Performance socks often include a small percentage of these stretchy fibers to add arch support and help the socks hold their shape.

Other Materials

Thin liner socks are sometimes made of silk, a light, wicking material. You might also see acrylic or polypropylene, both synthetics, added to sock blends, or natural rayon (derived from plants).

Weight and Cushion

Sock weights range from ultrathin no-shows to thick, cushy knee-highs. Generally, the thicker the sock, the warmer it will be; the thinner, the more breathable and wicking.

Lightweight

Thin and light, these socks are great for warmer weather. Running and cycling socks often fit into this category because they prioritize breathability. But some lightweight socks do feature extra cushion under the heel and ball of the foot to help absorb the shock of each step. Many hikers and backpackers prefer this weight, especially when paired with lightweight footwear in warm weather.

Midweight

A good all-around sock type, midweights have more cushion while still wicking sweat and keeping feet comfortable in a wide variety of conditions and all seasons. Many hiking socks fall into this category, and the extra padding makes them especially good for backpacking.

Heavyweight

The thickest, warmest, springiest socks of the lot, heavyweights are best for mountaineering and chilly camping nights. Some heavyweight socks are so thick that they change the fit of your shoe, so check before buying.

Height

How low—or high—to go? That depends on the intended use, conditions, and your shoes.

Low/No-show 

These low-profile socks pair nicely with light, low-cut shoes and are popular in running and cycling designs. Low socks are also comfortable in hot weather. Caveat: They can let grit and dirt sneak in, irritating your foot.

Ankle/Quarter

Cut to cover the ankle, these lowish socks still work well with low-cut shoes but provide more protection from grit.

Crew

These socks reach to the middle of the calf, making them good matches for mid- or high-cut hiking boots. They’re also warmer than their shorter counterparts.

Knee-high

The highest cut socks are made for skiing, snowboarding, and mountaineering, as well as compression socks designed for recovery.
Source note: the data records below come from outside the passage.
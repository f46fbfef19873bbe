//! Domain error types.

use thiserror::Error;

/// Top-level domain error type.
///
/// Gate rejections are not errors — they are domain events that set an
/// error message in the gate view. `DomainError` covers contract
/// violations and runtime faults only.
#[derive(Debug, Error)]
pub enum DomainError {
    /// A validation error in domain logic.
    #[error("validation error: {0}")]
    Validation(String),

    /// A screen transition outside the fixed forward order.
    #[error("invalid transition: {0}")]
    Transition(String),

    /// A runtime fault (closed channel, disposed session).
    #[error("runtime error: {0}")]
    Runtime(String),
}
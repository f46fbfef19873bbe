//! Command abstractions.

use uuid::Uuid;

/// Trait that all commands implement.
pub trait Command: Send + Sync + std::fmt::Debug {
    /// The type name for this command (for logging).
    fn command_type(&self) -> &'static str;

    /// Correlation ID to trace this interaction through the system.
    fn correlation_id(&self) -> Uuid;
}
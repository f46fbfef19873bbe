//! The five ordered presentation screens.

use serde::{Deserialize, Serialize};

/// One of the five ordered screens of the story.
///
/// The derived `Ord` follows declaration order, so a transition is legal
/// only when the target compares strictly greater than the source — and in
/// practice only when it is the immediate successor.
#[derive(Debug, Clone, Copy, PartialEq, Eq, PartialOrd, Ord, Serialize, Deserialize)]
pub enum Screen {
    /// The two-step secret-knowledge check.
    Gate,
    /// The greeting after the gate opens.
    Welcome,
    /// The fixed journey timeline.
    Timeline,
    /// The randomized affirmation reveal.
    Reveal,
    /// The two-outcome decision point.
    Proposal,
}

impl Screen {
    /// Returns the next screen in the fixed order, or `None` from the last.
    #[must_use]
    pub fn next(self) -> Option<Self> {
        match self {
            Self::Gate => Some(Self::Welcome),
            Self::Welcome => Some(Self::Timeline),
            Self::Timeline => Some(Self::Reveal),
            Self::Reveal => Some(Self::Proposal),
            Self::Proposal => None,
        }
    }
}

#[cfg(test)]
mod tests {
    use super::*;

    #[test]
    fn test_screen_order_is_strictly_increasing() {
        assert!(Screen::Gate < Screen::Welcome);
        assert!(Screen::Welcome < Screen::Timeline);
        assert!(Screen::Timeline < Screen::Reveal);
        assert!(Screen::Reveal < Screen::Proposal);
    }

    #[test]
    fn test_next_walks_the_full_order_once() {
        let mut screen = Screen::Gate;
        let mut visited = vec![screen];
        while let Some(next) = screen.next() {
            assert!(next > screen);
            screen = next;
            visited.push(screen);
        }

        assert_eq!(
            visited,
            vec![
                Screen::Gate,
                Screen::Welcome,
                Screen::Timeline,
                Screen::Reveal,
                Screen::Proposal,
            ]
        );
    }

    #[test]
    fn test_proposal_has_no_successor() {
        assert!(Screen::Proposal.next().is_none());
    }
}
These socks provide cushion when you’re wearing rigid, heavy-duty boots.

Speciality Socks

Many socks are designed especially for certain outdoor pursuits, while others tout specialized features for specific uses.

Cycling

Socks made for pushing the pedals tend to be shorter and lighter to maximize breathability; some even have mesh panels. They’re often light on cushioning, and might include reflective elements.

Trail Running

Like cycling socks, trail runners are typically lower-cut and lightweight, sometimes with mesh panels. Some have little cushioning, but others include more padding underfoot.

Skiing

Knee-high ski socks have extra padding on the shin and parts of the underfoot area to make your feet feel better in rigid ski boots.

Mountaineering

Made for long days in very cold environments, knee-high mountaineering socks are cushy (great for wearing with heavy boots), thick, and warm.

Liner Socks

These superthin silk or synthetic socks are made to be worn under another pair of socks. The wicking they provide, combined with the double layer (which reduces friction), help prevent blisters.

Compression

These knee-high socks have a very snug fit to increase blood flow to your leg muscles and reduce swelling; some have graduated compression, fitting tightest at the ankle and tapering off up the leg. They’re made to be worn during activities or afterward to speed recovery. 

A Note About Fit

Even the best socks in the world won’t do you any favors if they’re bunchy, sloppy, or too tight. Make sure to check how the socks fit your feet—the heel and arch of the sock should line up with your foot’s, and there shouldn’t be any rubbing or irritation along the seams. Also check how they fit with your shoes. Midweight socks might make your running shoes feel a bit tight, for example.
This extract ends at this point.